Accurate prediction of extraprostatic extension (EPE) is crucial for decision-making in radical prostatectomy (RP), especially in nerve-sparing strategies. Martini et al. introduced a three-tier algorithm for predicting contralateral EPE in unilateral high-risk prostate cancer (PCa). The aim of the study is to externally validate this model in a multicentric European cohort of patients.

Methods

The data from 208 unilateral high-risk PCa patients diagnosed through magnetic resonance imaging (MRI)-targeted and systematic biopsies, treated with RP between January 2016 and November 2021 at eight referral centers were collected. The evaluation of model performance involved measures such as discrimination (AUC), calibration, and decision-curve analysis (DCA) following TRIPOD guidelines.
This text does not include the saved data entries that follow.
#[cfg(test)]
mod tests {
    use super::*;
    use crate::db::schemas::append_edit;
    use crate::store::MemoryChallengeStore;

    struct Tree {
        store: MemoryChallengeStore,
        challenge_id: ObjectId,
        submission_id: ObjectId,
        reply_id: ObjectId,
        edit_id: ObjectId,
    }

    /// Challenge -> submission -> reply -> edit, saved to a fresh store
    async fn seeded_tree() -> Tree {
        let store = MemoryChallengeStore::new();
        let mut challenge = Challenge::new("x", ObjectId::new());
        let mut submission = Submission::new(ObjectId::new());
        let mut reply = crate::db::schemas::Reply::new(ObjectId::new());
        let edit_id = append_edit(&mut reply.post);
        let reply_id = reply.id;
        submission.replies.push(reply);
        let submission_id = submission.id;
        challenge.submissions.push(submission);
        let challenge_id = challenge.id;
        store.save(&challenge).await.unwrap();
        Tree {
            store,
            challenge_id,
            submission_id,
            reply_id,
            edit_id,
        }
    }

    #[tokio::test]
    async fn test_resolves_reply_edit() {
        let tree = seeded_tree().await;
        let resolver = PathResolver::new(&tree.store);
        let path = PostPath::challenge(tree.challenge_id)
            .with_submission(tree.submission_id)
            .with_reply(tree.reply_id)
            .with_edit(tree.edit_id);

        let resolution = resolver.resolve(PathKind::ReplyEdit, path).await.unwrap();
        assert_eq!(resolution.challenge.id, tree.challenge_id);
        match resolution.node() {
            PostNode::Edit(edit) => assert_eq!(edit.id, tree.edit_id),
            other => panic!("expected edit, got {other:?}"),
        }
    }

    #[tokio::test]
    async fn test_each_level_reports_its_own_not_found() {
        let tree = seeded_tree().await;
        let resolver = PathResolver::new(&tree.store);
        let bogus = ObjectId::new();

        let err = resolver
            .resolve(
                PathKind::ReplyEdit,
                PostPath::challenge(bogus)
                    .with_submission(tree.submission_id)
                    .with_reply(tree.reply_id)
                    .with_edit(tree.edit_id),
            )
            .await
            .unwrap_err();
        assert!(matches!(err, GauntletError::ChallengeNotFound(id) if id == bogus));

        let err = resolver
            .resolve(
                PathKind::ReplyEdit,
                PostPath::challenge(tree.challenge_id)
                    .with_submission(bogus)
                    .with_reply(tree.reply_id)
                    .with_edit(tree.edit_id),
            )
            .await
            .unwrap_err();
        assert!(matches!(
            err,
            GauntletError::SubmissionNotFound { submission_id, .. } if submission_id == bogus
        ));

        let err = resolver
            .resolve(
                PathKind::ReplyEdit,
                PostPath::challenge(tree.challenge_id)
                    .with_submission(tree.submission_id)
                    .with_reply(bogus)
                    .with_edit(tree.edit_id),
            )
            .await
            .unwrap_err();
        assert!(matches!(
            err,
            GauntletError::ReplyNotFound { reply_id, .. } if reply_id == bogus
        ));

        let err = resolver
            .resolve(
                PathKind::ReplyEdit,
                PostPath::challenge(tree.challenge_id)
                    .with_submission(tree.submission_id)
                    .with_reply(tree.reply_id)
                    .with_edit(bogus),
            )
            .await
            .unwrap_err();
        match err {
            GauntletError::EditNotFound {
                challenge_id,
                submission_id,
                reply_id,
                edit_id,
            } => {
                assert_eq!(challenge_id, tree.challenge_id);
                assert_eq!(submission_id, Some(tree.submission_id));
                assert_eq!(reply_id, Some(tree.reply_id));
                assert_eq!(edit_id, bogus);
            }
            other => panic!("expected EditNotFound, got {other:?}"),
        }
    }

    #[tokio::test]
    async fn test_missing_required_id_fails_fast() {
        let tree = seeded_tree().await;
        let resolver = PathResolver::new(&tree.store);

        let err = resolver
            .resolve(PathKind::Reply, PostPath::challenge(tree.challenge_id))
            .await
            .unwrap_err();
        assert!(matches!(
            err,
            GauntletError::InvalidPath {
                kind: PathKind::Reply,
                missing: "submissionId"
            }
        ));

        let err = resolver
            .resolve(
                PathKind::ReplyEdit,
                PostPath::challenge(tree.challenge_id)
                    .with_submission(tree.submission_id)
                    .with_reply(tree.reply_id),
            )
            .await
            .unwrap_err();
        assert!(matches!(
            err,
            GauntletError::InvalidPath {
                missing: "editId",
                ..
            }
        ));
    }

    #[tokio::test]
    async fn test_surplus_ids_are_ignored() {
        let tree = seeded_tree().await;
        let resolver = PathResolver::new(&tree.store);

        // A bogus edit id is irrelevant when resolving a submission
        let path = PostPath::challenge(tree.challenge_id)
            .with_submission(tree.submission_id)
            .with_edit(ObjectId::new());
        let resolution = resolver.resolve(PathKind::Submission, path).await.unwrap();
        match resolution.node() {
            PostNode::Submission(s) => assert_eq!(s.id, tree.submission_id),
            other => panic!("expected submission, got {other:?}"),
        }
    }

    #[tokio::test]
    async fn test_resolve_challenge_root() {
        let tree = seeded_tree().await;
        let resolver = PathResolver::new(&tree.store);
        let resolution = resolver
            .resolve(PathKind::Challenge, PostPath::challenge(tree.challenge_id))
            .await
            .unwrap();
        assert!(matches!(resolution.node(), PostNode::Challenge(_)));
        assert!(matches!(resolution.locator, NodeLocator::Challenge));
    }
}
In addition, a comparison was made with two established multivariable logistic regression models predicting the risk of side specific EPE for assessment purposes.

Results

Overall, 38%, 48%, and 14% of patients were categorized as low, intermediate, and high-risk groups according to Martini et al.’s model, respectively. At final pathology, EPE on the contralateral prostatic lobe occurred in 6.3%, 12%, and 34% of patients in the respective risk groups. The algorithm demonstrated acceptable discrimination (AUC 0.68), comparable to other multivariable logistic regression models (p = 0.3), adequate calibration and the highest net benefit in DCA. The limitations include the modest sample size, retrospective design, and lack of central revision.

Conclusion

Our findings endorse the algorithm's commendable performance, supporting its utility in guiding treatment decisions for unilateral high-risk PCa patients.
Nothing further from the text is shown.